Third, check your analytical requirements. Document analysis of document-level emotions, easy fragmentation, or common business idea can often be handled by open source models or even an application-specific solution as a test tool. If you want to understand why people feel the way they do, define custom organizations or organize content into complex buckets, however, you will need an NLP forum with tuning and setting tools.
Lastly, list some of your needs, such as personal data storage, location processing, low-resolution data analysis, high level of support, or specific services such as custom machine learning models.
Open source NLP models can process documents locally but leave you to fend for yourself with training. Cloud statistics providers may provide private storage, but you will never know where your data goes when you call their API. Meanwhile, Big Tech companies do not offer much in the way of services and training – after all, they are not in the NLP business, they are in the cloud business.

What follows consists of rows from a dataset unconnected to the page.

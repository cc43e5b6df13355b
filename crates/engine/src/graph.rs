//! The command graph: plain nodes in an arena, wired by [`Edge`] values.
//!
//! A node either continues into its children ([`Edge::Pass`]) or hands the
//! rest of the input to another node through a fork, redirect, gate or store
//! edge. Nodes that can end a command carry an [`Executor`].

use std::fmt;
use std::sync::Arc;

use crate::args::{ArgumentKind, Arguments};
use crate::callback::ResultCallback;
use crate::condition::{ConditionKind, Polarity};
use crate::context::{Combine, ExecutionContext};
use crate::error::CommandResult;
use crate::server::CommandServer;
use crate::store::{StoreMode, StoreTargetKind};
use crate::transform::{ForkTransform, RedirectTransform};

#[derive(Debug, Clone, Copy, PartialEq, Eq, Hash, PartialOrd, Ord)]
pub struct NodeId(usize);

#[derive(Debug, Clone, PartialEq, Eq)]
pub enum NodeKind {
    Root,
    Literal(String),
    Argument { name: String, kind: ArgumentKind },
}

/// How a node passes its context on when more input follows it.
#[derive(Debug, Clone, Copy, PartialEq, Eq, Default)]
pub enum Edge {
    /// Continue into this node's own children.
    #[default]
    Pass,
    Fork {
        target: NodeId,
        transform: ForkTransform,
    },
    Redirect {
        target: NodeId,
        transform: RedirectTransform,
    },
    /// Keep the context only when the condition agrees with the polarity.
    Gate {
        target: NodeId,
        condition: ConditionKind,
        polarity: Polarity,
    },
    /// Attach a store callback to the context.
    StoreWrap {
        target: NodeId,
        mode: StoreMode,
        kind: StoreTargetKind,
    },
}

impl Edge {
    pub fn target(&self) -> Option<NodeId> {
        match *self {
            Self::Pass => None,
            Self::Fork { target, .. }
            | Self::Redirect { target, .. }
            | Self::Gate { target, .. }
            | Self::StoreWrap { target, .. } => Some(target),
        }
    }

    /// Whether this edge can yield other than exactly one context.
    pub fn forks(&self) -> bool {
        matches!(self, Self::Fork { .. } | Self::Gate { .. })
    }

    /// Contexts the rest of the command runs under.
    pub fn apply(
        &self,
        server: &mut dyn CommandServer,
        ctx: &ExecutionContext,
        args: &Arguments,
    ) -> CommandResult<Vec<ExecutionContext>> {
        match *self {
            Self::Pass => Ok(vec![ctx.clone()]),
            Self::Fork { transform, .. } => transform.apply(server, ctx, args),
            Self::Redirect { transform, .. } => Ok(vec![transform.apply(ctx, args)?]),
            Self::Gate {
                condition,
                polarity,
                ..
            } => condition.bind(args)?.gate(server, ctx, polarity),
            Self::StoreWrap { mode, kind, .. } => {
                let store = kind.bind(mode, server, ctx, args)?;
                Ok(vec![ctx.with_callback(ResultCallback::Store(store), Combine::Chain)])
            }
        }
    }
}

/// Body of a command.
pub trait LeafCommand {
    fn run(
        &self,
        server: &mut dyn CommandServer,
        ctx: &ExecutionContext,
        args: &Arguments,
    ) -> CommandResult<i32>;
}

impl<F> LeafCommand for F
where
    F: Fn(&mut dyn CommandServer, &ExecutionContext, &Arguments) -> CommandResult<i32>,
{
    fn run(
        &self,
        server: &mut dyn CommandServer,
        ctx: &ExecutionContext,
        args: &Arguments,
    ) -> CommandResult<i32> {
        self(server, ctx, args)
    }
}

#[derive(Clone)]
pub enum Executor {
    Leaf(Arc<dyn LeafCommand>),
    /// `execute if|unless ...` ending the command.
    Conditional {
        condition: ConditionKind,
        polarity: Polarity,
    },
}

impl Executor {
    pub fn leaf<F>(f: F) -> Self
    where
        F: Fn(&mut dyn CommandServer, &ExecutionContext, &Arguments) -> CommandResult<i32>
            + 'static,
    {
        Self::Leaf(Arc::new(f))
    }

    pub fn run(
        &self,
        server: &mut dyn CommandServer,
        ctx: &ExecutionContext,
        args: &Arguments,
    ) -> CommandResult<i32> {
        match self {
            Self::Leaf(leaf) => leaf.run(server, ctx, args),
            Self::Conditional {
                condition,
                polarity,
            } => condition.bind(args)?.run_terminal(server, ctx, *polarity),
        }
    }
}

impl fmt::Debug for Executor {
    fn fmt(&self, f: &mut fmt::Formatter<'_>) -> fmt::Result {
        match self {
            Self::Leaf(_) => f.write_str("Leaf(..)"),
            Self::Conditional {
                condition,
                polarity,
            } => f
                .debug_struct("Conditional")
                .field("condition", condition)
                .field("polarity", polarity)
                .finish(),
        }
    }
}

#[derive(Debug, Clone)]
pub struct CommandNode {
    pub kind: NodeKind,
    pub children: Vec<NodeId>,
    /// Minimum permission level to see this node.
    pub requires: u8,
    pub executor: Option<Executor>,
    pub edge: Edge,
}

impl CommandNode {
    fn new(kind: NodeKind) -> Self {
        Self {
            kind,
            children: Vec::new(),
            requires: 0,
            executor: None,
            edge: Edge::Pass,
        }
    }

    pub fn is_literal(&self) -> bool {
        matches!(self.kind, NodeKind::Literal(_))
    }
}

#[derive(Debug, Clone)]
pub struct CommandGraph {
    nodes: Vec<CommandNode>,
}

impl Default for CommandGraph {
    fn default() -> Self {
        Self::new()
    }
}

impl CommandGraph {
    pub fn new() -> Self {
        Self {
            nodes: vec![CommandNode::new(NodeKind::Root)],
        }
    }

    pub fn root(&self) -> NodeId {
        NodeId(0)
    }

    /// Node ids only come from this graph, so lookups cannot miss.
    pub fn node(&self, id: NodeId) -> &CommandNode {
        &self.nodes[id.0]
    }

    fn node_mut(&mut self, id: NodeId) -> &mut CommandNode {
        &mut self.nodes[id.0]
    }

    pub fn len(&self) -> usize {
        self.nodes.len()
    }

    pub fn is_empty(&self) -> bool {
        self.nodes.is_empty()
    }

    /// Child of `parent` named `name`, if it is a literal.
    pub fn find_literal(&self, parent: NodeId, name: &str) -> Option<NodeId> {
        self.node(parent).children.iter().copied().find(|&child| {
            matches!(&self.node(child).kind, NodeKind::Literal(literal) if literal == name)
        })
    }

    fn add(&mut self, parent: NodeId, kind: NodeKind) -> NodeId {
        let id = NodeId(self.nodes.len());
        self.nodes.push(CommandNode::new(kind));
        self.then(parent, id);
        id
    }

    /// Literal child; an existing literal with the same name is reused.
    pub fn literal(&mut self, parent: NodeId, name: &str) -> NodeId {
        match self.find_literal(parent, name) {
            Some(existing) => existing,
            None => self.add(parent, NodeKind::Literal(name.to_string())),
        }
    }

    pub fn argument(&mut self, parent: NodeId, name: &str, kind: ArgumentKind) -> NodeId {
        self.add(
            parent,
            NodeKind::Argument {
                name: name.to_string(),
                kind,
            },
        )
    }

    /// Attach an existing node as a child of `parent`.
    pub fn then(&mut self, parent: NodeId, child: NodeId) {
        let children = &mut self.node_mut(parent).children;
        if !children.contains(&child) {
            children.push(child);
        }
    }

    pub fn executes(&mut self, node: NodeId, executor: Executor) {
        self.node_mut(node).executor = Some(executor);
    }

    pub fn requires(&mut self, node: NodeId, level: u8) {
        self.node_mut(node).requires = level;
    }

    pub fn fork(&mut self, node: NodeId, target: NodeId, transform: ForkTransform) {
        self.node_mut(node).edge = Edge::Fork { target, transform };
    }

    pub fn redirect(&mut self, node: NodeId, target: NodeId, transform: RedirectTransform) {
        self.node_mut(node).edge = Edge::Redirect { target, transform };
    }

    pub fn gate(
        &mut self,
        node: NodeId,
        target: NodeId,
        condition: ConditionKind,
        polarity: Polarity,
    ) {
        self.node_mut(node).edge = Edge::Gate {
            target,
            condition,
            polarity,
        };
    }

    pub fn store(&mut self, node: NodeId, target: NodeId, mode: StoreMode, kind: StoreTargetKind) {
        self.node_mut(node).edge = Edge::StoreWrap { target, mode, kind };
    }
}

#[cfg(test)]
mod tests {
    use super::*;

    #[test]
    fn literals_with_the_same_name_merge() {
        let mut graph = CommandGraph::new();
        let root = graph.root();
        let first = graph.literal(root, "tag");
        let second = graph.literal(root, "tag");
        assert_eq!(first, second);
        assert_eq!(graph.node(root).children, vec![first]);

        let a = graph.argument(first, "targets", ArgumentKind::Entities);
        let b = graph.argument(first, "targets", ArgumentKind::Entities);
        assert_ne!(a, b);
    }

    #[test]
    fn edges_report_targets_and_forking() {
        let mut graph = CommandGraph::new();
        let root = graph.root();
        let exec = graph.literal(root, "execute");
        let run = graph.literal(exec, "run");
        graph.redirect(run, root, RedirectTransform::Run);
        let edge = graph.node(run).edge;
        assert_eq!(edge.target(), Some(root));
        assert!(!edge.forks());
        assert!(Edge::Gate {
            target: exec,
            condition: ConditionKind::Entity,
            polarity: Polarity::If
        }
        .forks());
        assert_eq!(Edge::Pass.target(), None);
    }
}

Only dedicated NLP companies such as Lexalytics that integrate all the technologies needed to meet your professional needs and the information needed to help you meet your goals.
Summary: Create or Buy Indigenous Language Processing?
So, should you create or purchase NLP text and statistics?
Building from open source
Benefits: free NLP libraries; complete control of the structure; spatial processing; developing internal skills
Inadequacy: it takes time to build; no support or services; requires technology; limited statistics without much extra work
Licensing an API or NLP platform
Benefits: start analyzing immediately; additional mathematical skills; tune and prepare as needed; someone else keeps core tech; full support and services
Disadvantages: license costs; you need to repair the engine; choosing the wrong provider leads to a big head on the road
And perhaps most importantly: Choosing to buy, rather than build from scratch, frees you to focus on achieving your goals: improving product and customer experience, reducing employee profits, managing compliance, automated business processes, or something else altogether.